• [Activity]: The listing below must be reproduced in full, exactly as written.

• [Supplied data]:
^^^^^^^^^^^^^^^^

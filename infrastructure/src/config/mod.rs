//! Configuration file loading for interlog
//!
//! This module handles file I/O and merging of configuration from multiple sources.
//! The priority order (highest to lowest):
//!
//! 1. Environment: `INTERLOG_LOGGING__DIR`, `INTERLOG_LOGGING__ENABLED`
//! 2. `--config <path>` specified file
//! 3. Project root: `./interlog.toml` or `./.interlog.toml`
//! 4. XDG config: `$XDG_CONFIG_HOME/interlog/config.toml`
//! 5. Default values

mod file_config;
mod loader;

pub use file_config::{FileConfig, FileLoggingConfig};
pub use loader::ConfigLoader;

^^^^^^^^^^^^^^^^

• [Answer space]:
filename infrastructure/src/config/mod.rs
//! Configuration file loading for interlog
//!
//! This module handles file I/O and merging of configuration from multiple sources.
//! The priority order (highest to lowest):
//!
//! 1. Environment: `INTERLOG_LOGGING__DIR`, `INTERLOG_LOGGING__ENABLED`
//! 2. `--config <path>` specified file
//! 3. Project root: `./interlog.toml` or `./.interlog.toml`
//! 4. XDG config: `$XDG_CONFIG_HOME/interlog/config.toml`
//! 5. Default values

mod file_config;
mod loader;

pub use file_config::{FileConfig, FileLoggingConfig};
pub use loader::ConfigLoader;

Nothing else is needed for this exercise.